Selanjutnya, setelah prosesi persemayaman dan upacara pelepasan kedua jenazah, diberangkatkan dari Lanudal Pondok Cabe, Jakarta menuju Provinsi Lampung menggunakan pesawat TNI Angkatan Laut jenis Pesud NC 212-200 Casa Aviocar U-6206.
Setibanya di Lampung, jenazah Kopda Marinir Anumerta Randa Pratama direncanakan disemayamkan dan dimakamkan secara militer di kampung halamannya Kabupaten Lampung Selatan.
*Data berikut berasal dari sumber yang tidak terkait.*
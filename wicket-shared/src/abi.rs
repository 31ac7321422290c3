//! ABI function names
//!
//! The module's exports are called by the bridge; the imports are host
//! functions the bridge registers under the `env` namespace. Names are part
//! of the versioned ABI and never change without a version bump.

/// Import namespace for all host functions.
pub const IMPORT_MODULE: &str = "env";

/// Functions the module must export.
pub mod exports {
    pub const INIT: &str = "init";
    pub const ON_RESIZE: &str = "on_resize";
    pub const UPDATE_AND_DRAW: &str = "update_and_draw";
    pub const KEY_EVENT: &str = "key_event";
    pub const POINTER_EVENT: &str = "pointer_event";
    pub const IS_APP_DEFINED: &str = "is_app_defined";
    pub const MUSIC_COUNT: &str = "music_count";
    pub const SOUND_COUNT: &str = "sound_count";
    pub const SPRITE_VERT_SRC: &str = "sprite_vert_src";
    pub const SPRITE_FRAG_SRC: &str = "sprite_frag_src";
    pub const TILED_VERT_SRC: &str = "tiled_vert_src";
    pub const TILED_FRAG_SRC: &str = "tiled_frag_src";
    pub const COOKIE_DATA_PTR: &str = "cookie_data_ptr";
    pub const ON_RESTART: &str = "on_restart";
    pub const MEMORY: &str = "memory";
}

/// Host functions the bridge provides to the module.
pub mod imports {
    pub const SET_SCISSOR: &str = "set_scissor";
    pub const CLEAR: &str = "clear";
    pub const DRAW_SPRITES: &str = "draw_sprites";
    pub const SET_TILED_SURFACE_DIMS: &str = "set_tiled_surface_dims";
    pub const DRAW_TILES_TO_SURFACE: &str = "draw_tiles_to_surface";
    pub const COMPOSITE_TILES: &str = "composite_tiles";
    pub const LOOP_MUSIC: &str = "loop_music";
    pub const PLAY_MUSIC_ONCE: &str = "play_music_once";
    pub const STOP_MUSIC: &str = "stop_music";
    pub const PLAY_SOUND: &str = "play_sound";
    pub const SPRITE_ATLAS_BYTE_SIZE: &str = "sprite_atlas_byte_size";
    pub const FILL_SPRITE_ATLAS: &str = "fill_sprite_atlas";
    pub const TILED_ATLAS_BYTE_SIZE: &str = "tiled_atlas_byte_size";
    pub const FILL_TILED_ATLAS: &str = "fill_tiled_atlas";
    pub const REQUEST_EXCLUSIVE_DISPLAY: &str = "request_exclusive_display";
    pub const CANCEL_EXCLUSIVE_DISPLAY: &str = "cancel_exclusive_display";
    pub const IS_EXCLUSIVE_DISPLAY: &str = "is_exclusive_display";
    pub const WRITE_COOKIE: &str = "write_cookie";
    pub const MATH_ATAN2: &str = "math_atan2";
    pub const COS: &str = "cos";
    pub const SIN: &str = "sin";
    pub const EXP: &str = "exp";
    pub const FMOD: &str = "fmod";
    pub const ROUND: &str = "round";
}
//! Configuration management (~/.config/wicket/config.toml)

use serde::{Deserialize, Serialize};
use std::path::PathBuf;

#[derive(Debug, Clone, Serialize, Deserialize)]
pub struct Config {
    #[serde(default)]
    pub window: WindowConfig,
    #[serde(default)]
    pub audio: AudioConfig,
    #[serde(default)]
    pub resources: ResourceConfig,
}

#[derive(Debug, Clone, Serialize, Deserialize)]
pub struct WindowConfig {
    #[serde(default = "default_title")]
    pub title: String,
    #[serde(default = "default_width")]
    pub width: u32,
    #[serde(default = "default_height")]
    pub height: u32,
}

#[derive(Debug, Clone, Serialize, Deserialize)]
pub struct AudioConfig {
    #[serde(default = "default_volume")]
    pub master_volume: f32,
}

#[derive(Debug, Clone, Serialize, Deserialize)]
pub struct ResourceConfig {
    /// Base URL or directory the module and its assets are fetched from.
    #[serde(default)]
    pub base: Option<String>,
    /// Override for where cookies are persisted.
    #[serde(default)]
    pub cookie_dir: Option<PathBuf>,
}

fn default_title() -> String { "Wicket".to_string() }
fn default_width() -> u32 { 960 }
fn default_height() -> u32 { 540 }
fn default_volume() -> f32 { 0.8 }

impl Default for Config {
    fn default() -> Self {
        Self {
            window: WindowConfig::default(),
            audio: AudioConfig::default(),
            resources: ResourceConfig::default(),
        }
    }
}

impl Default for WindowConfig {
    fn default() -> Self {
        Self {
            title: default_title(),
            width: default_width(),
            height: default_height(),
        }
    }
}

impl Default for AudioConfig {
    fn default() -> Self {
        Self { master_volume: default_volume() }
    }
}

impl Default for ResourceConfig {
    fn default() -> Self {
        Self { base: None, cookie_dir: None }
    }
}

pub fn config_dir() -> Option<PathBuf> {
    directories::ProjectDirs::from("run", "wicket", "wicket")
        .map(|dirs| dirs.config_dir().to_path_buf())
}

pub fn load() -> Config {
    config_dir()
        .and_then(|dir| std::fs::read_to_string(dir.join("config.toml")).ok())
        .and_then(|content| toml::from_str(&content).ok())
        .unwrap_or_default()
}

pub fn save(config: &Config) -> std::io::Result<()> {
    if let Some(dir) = config_dir() {
        std::fs::create_dir_all(&dir)?;
        let content = toml::to_string_pretty(config).expect("config serializes");
        std::fs::write(dir.join("config.toml"), content)?;
    }
    Ok(())
}
impl AppInstance {
    /// Instantiate a compiled module against a linker with the host
    /// functions registered, and verify the ABI contract.
    pub fn new(
        engine: &BridgeEngine,
        module: &Module,
        linker: &Linker<BridgeContext>,
        ctx: BridgeContext,
    ) -> Result<Self, BridgeError> {
        let mut store = Store::new(engine.engine(), ctx);

        let instance = linker
            .instantiate(&mut store, module)
            .context("Failed to instantiate WASM module")?;

        let memory = instance
            .get_memory(&mut store, exports::MEMORY)
            .ok_or_else(|| {
                BridgeError::ModuleContract("module does not export 'memory'".into())
            })?;
        store.data_mut().memory = Some(memory);

        let init_fn = required(
            instance.get_typed_func::<(), ()>(&mut store, exports::INIT),
            exports::INIT,
        )?;
        let on_resize_fn = required(
            instance.get_typed_func::<(i32, i32), ()>(&mut store, exports::ON_RESIZE),
            exports::ON_RESIZE,
        )?;
        let update_fn = required(
            instance.get_typed_func::<(f64, i32, i32), i32>(&mut store, exports::UPDATE_AND_DRAW),
            exports::UPDATE_AND_DRAW,
        )?;
        let key_event_fn = required(
            instance.get_typed_func::<(i32, i32), i32>(&mut store, exports::KEY_EVENT),
            exports::KEY_EVENT,
        )?;
        let pointer_event_fn = required(
            instance.get_typed_func::<(i32, i32, i32, i32), i32>(&mut store, exports::POINTER_EVENT),
            exports::POINTER_EVENT,
        )?;
        let cookie_data_ptr_fn = required(
            instance.get_typed_func::<i32, i32>(&mut store, exports::COOKIE_DATA_PTR),
            exports::COOKIE_DATA_PTR,
        )?;
        let on_restart_fn = required(
            instance.get_typed_func::<(), ()>(&mut store, exports::ON_RESTART),
            exports::ON_RESTART,
        )?;

        let defined = required(
            instance.get_typed_func::<(), i32>(&mut store, exports::IS_APP_DEFINED),
            exports::IS_APP_DEFINED,
        )?
        .call(&mut store, ())
        .context("is_app_defined trapped")?;
        if defined == 0 {
            return Err(BridgeError::ModuleContract(
                "module reports no app defined".into(),
            ));
        }

        let music_count = required(
            instance.get_typed_func::<(), i32>(&mut store, exports::MUSIC_COUNT),
            exports::MUSIC_COUNT,
        )?
        .call(&mut store, ())
        .context("music_count trapped")?
        .max(0) as u32;
        let sound_count = required(
            instance.get_typed_func::<(), i32>(&mut store, exports::SOUND_COUNT),
            exports::SOUND_COUNT,
        )?
        .call(&mut store, ())
        .context("sound_count trapped")?
        .max(0) as u32;

        let mut read_shader = |name: &str| -> Result<String, BridgeError> {
            let ptr = required(
                instance.get_typed_func::<(), i32>(&mut store, name),
                name,
            )?
            .call(&mut store, ())
            .with_context(|| format!("{name} trapped"))?;
            super::context::read_cstr_from_memory(memory, &store, ptr as u32)
                .map_err(|e| BridgeError::ModuleContract(format!("{name}: {e}")))
        };
        let sprite_vert_src = read_shader(exports::SPRITE_VERT_SRC)?;
        let sprite_frag_src = read_shader(exports::SPRITE_FRAG_SRC)?;
        let tiled_vert_src = read_shader(exports::TILED_VERT_SRC)?;
        let tiled_frag_src = read_shader(exports::TILED_FRAG_SRC)?;

        debug!(music_count, sound_count, "module instantiated");

        Ok(Self {
            store,
            instance,
            init_fn,
            on_resize_fn,
            update_fn,
            key_event_fn,
            pointer_event_fn,
            cookie_data_ptr_fn,
            on_restart_fn,
            music_count,
            sound_count,
            sprite_vert_src,
            sprite_frag_src,
            tiled_vert_src,
            tiled_frag_src,
        })
    }

    /// Copy restored cookie bytes into module memory.
    ///
    /// Must happen before [`AppInstance::init`]: the module reserves the
    /// buffer via `cookie_data_ptr` and reads it during init.
    pub fn write_cookie_into_module(&mut self, data: &[u8]) -> Result<(), BridgeError> {
        let ptr = self
            .cookie_data_ptr_fn
            .call(&mut self.store, data.len() as i32)
            .context("cookie_data_ptr trapped")?;
        let memory = self.memory()?;
        write_bytes_to_memory(memory, &mut self.store, ptr as u32, data)
            .map_err(|e| BridgeError::ModuleContract(format!("cookie buffer: {e}")))?;
        Ok(())
    }

    pub fn init(&mut self) -> Result<(), BridgeError> {
        self.init_fn
            .call(&mut self.store, ())
            .context("init trapped")?;
        Ok(())
    }

    pub fn on_resize(&mut self, width: i32, height: i32) -> Result<(), BridgeError> {
        self.on_resize_fn
            .call(&mut self.store, (width, height))
            .context("on_resize trapped")?;
        Ok(())
    }

    /// Run one frame. Returns the continuation flag: `false` means the
    /// module asked to quit.
    pub fn update_and_draw(
        &mut self,
        time_ms: f64,
        pointer_x: i32,
        pointer_y: i32,
    ) -> Result<bool, BridgeError> {
        let cont = self
            .update_fn
            .call(&mut self.store, (time_ms, pointer_x, pointer_y))
            .context("update_and_draw trapped")?;
        Ok(cont != 0)
    }

    /// Forward a key transition. Returns the continuation flag.
    pub fn key_event(&mut self, code: i32, down: bool) -> Result<bool, BridgeError> {
        let cont = self
            .key_event_fn
            .call(&mut self.store, (code, down as i32))
            .context("key_event trapped")?;
        Ok(cont != 0)
    }

    /// Forward a pointer button transition. Returns the continuation flag.
    pub fn pointer_event(
        &mut self,
        x: i32,
        y: i32,
        button: i32,
        down: bool,
    ) -> Result<bool, BridgeError> {
        let cont = self
            .pointer_event_fn
            .call(&mut self.store, (x, y, button, down as i32))
            .context("pointer_event trapped")?;
        Ok(cont != 0)
    }

    pub fn on_restart(&mut self) -> Result<(), BridgeError> {
        self.on_restart_fn
            .call(&mut self.store, ())
            .context("on_restart trapped")?;
        Ok(())
    }

    pub fn music_count(&self) -> u32 {
        self.music_count
    }

    pub fn sound_count(&self) -> u32 {
        self.sound_count
    }

    pub fn sprite_vert_src(&self) -> &str {
        &self.sprite_vert_src
    }

    pub fn sprite_frag_src(&self) -> &str {
        &self.sprite_frag_src
    }

    pub fn tiled_vert_src(&self) -> &str {
        &self.tiled_vert_src
    }

    pub fn tiled_frag_src(&self) -> &str {
        &self.tiled_frag_src
    }

    pub fn ctx(&self) -> &BridgeContext {
        self.store.data()
    }

    pub fn ctx_mut(&mut self) -> &mut BridgeContext {
        self.store.data_mut()
    }

    /// Drain the draw commands recorded during the last module call.
    pub fn take_draw_commands(&mut self) -> Vec<super::context::DrawCommand> {
        std::mem::take(&mut self.store.data_mut().draw_commands)
    }

    /// Drain the audio commands recorded during the last module call.
    pub fn take_audio_commands(&mut self) -> Vec<super::context::AudioCommand> {
        std::mem::take(&mut self.store.data_mut().audio_commands)
    }

    /// Take the cookie bytes staged by `write_cookie`, if any.
    pub fn take_cookie_write(&mut self) -> Option<Vec<u8>> {
        self.store.data_mut().cookie_write.take()
    }

    /// Take the pending exclusive display change, if any.
    pub fn take_exclusive_change(&mut self) -> Option<bool> {
        self.store.data_mut().exclusive_change.take()
    }

    fn memory(&self) -> Result<wasmtime::Memory, BridgeError> {
        self.store
            .data()
            .memory
            .ok_or_else(|| BridgeError::ModuleContract("no memory export".into()))
    }
}
//! Vertex format definitions
//!
//! Two fixed formats, matching the byte layout the module writes into its
//! vertex blobs. The strides are part of the ABI and checked against
//! `wicket-shared` at compile time.

use bytemuck::{Pod, Zeroable};
use wicket_shared::{SPRITE_VERTEX_STRIDE, TILED_VERTEX_STRIDE};

/// Sprite-pipeline vertex: position, texture min corner (or inverse sample
/// dims for solid fills), texture max corner, flash ratio.
#[repr(C)]
#[derive(Debug, Clone, Copy, PartialEq, Pod, Zeroable)]
pub struct SpriteVertex {
    pub pos: [f32; 2],
    pub tex_lt: [f32; 2],
    pub tex_rb: [f32; 2],
    pub flash: f32,
}

/// Tiled-pipeline vertex: position and texture coordinate.
#[repr(C)]
#[derive(Debug, Clone, Copy, PartialEq, Pod, Zeroable)]
pub struct TiledVertex {
    pub pos: [f32; 2],
    pub tex: [f32; 2],
}

const _: () = assert!(std::mem::size_of::<SpriteVertex>() == SPRITE_VERTEX_STRIDE);
const _: () = assert!(std::mem::size_of::<TiledVertex>() == TILED_VERTEX_STRIDE);

const SPRITE_ATTRIBUTES: [wgpu::VertexAttribute; 4] = wgpu::vertex_attr_array![
    0 => Float32x2,
    1 => Float32x2,
    2 => Float32x2,
    3 => Float32,
];

const TILED_ATTRIBUTES: [wgpu::VertexAttribute; 2] = wgpu::vertex_attr_array![
    0 => Float32x2,
    1 => Float32x2,
];

pub fn sprite_vertex_layout() -> wgpu::VertexBufferLayout<'static> {
    wgpu::VertexBufferLayout {
        array_stride: SPRITE_VERTEX_STRIDE as u64,
        step_mode: wgpu::VertexStepMode::Vertex,
        attributes: &SPRITE_ATTRIBUTES,
    }
}

pub fn tiled_vertex_layout() -> wgpu::VertexBufferLayout<'static> {
    wgpu::VertexBufferLayout {
        array_stride: TILED_VERTEX_STRIDE as u64,
        step_mode: wgpu::VertexStepMode::Vertex,
        attributes: &TILED_ATTRIBUTES,
    }
}

#[cfg(test)]
mod tests {
    use super::*;

    #[test]
    fn attribute_offsets_match_field_layout() {
        assert_eq!(SPRITE_ATTRIBUTES[0].offset, 0);
        assert_eq!(SPRITE_ATTRIBUTES[1].offset, 8);
        assert_eq!(SPRITE_ATTRIBUTES[2].offset, 16);
        assert_eq!(SPRITE_ATTRIBUTES[3].offset, 24);
        assert_eq!(TILED_ATTRIBUTES[1].offset, 8);
    }

    #[test]
    fn blob_reinterprets_as_vertices() {
        // A module-produced blob is exactly N vertices back to back.
        let blob: Vec<u8> = bytemuck::cast_slice(&[
            SpriteVertex {
                pos: [1.0, 2.0],
                tex_lt: [0.0, 0.0],
                tex_rb: [1.0, 1.0],
                flash: 0.5,
            },
            SpriteVertex {
                pos: [3.0, 4.0],
                tex_lt: [0.5, 0.5],
                tex_rb: [1.0, 1.0],
                flash: 0.0,
            },
        ])
        .to_vec();
        assert_eq!(blob.len(), 2 * SPRITE_VERTEX_STRIDE);
        let verts: &[SpriteVertex] = bytemuck::cast_slice(&blob);
        assert_eq!(verts[1].pos, [3.0, 4.0]);
    }
}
Sementara itu, jenazah Praka Marinir Anumerta Hamid Dwi Ismail juga akan disemayamkan dan dimakamkan secara militer di Kota Bandar Lampung.
Sebagai bagian dari upaya kemanusiaan dan wujud tanggung jawab Korps terhadap seluruh prajuritnya, Korps Marinir TNI Angkatan Laut menegaskan bahwa proses pencarian terhadap rekan-rekan prajurit yang masih belum ditemukan akan terus dilanjutkan. Hingga saat ini, sebanyak 8 (delapan) prajurit Korps Marinir telah berhasil ditemukan, sementara 15 (lima belas) prajurit lainnya masih dalam proses pencarian secara maksimal melalui kerja sama dengan tim SAR dan instansi terkait.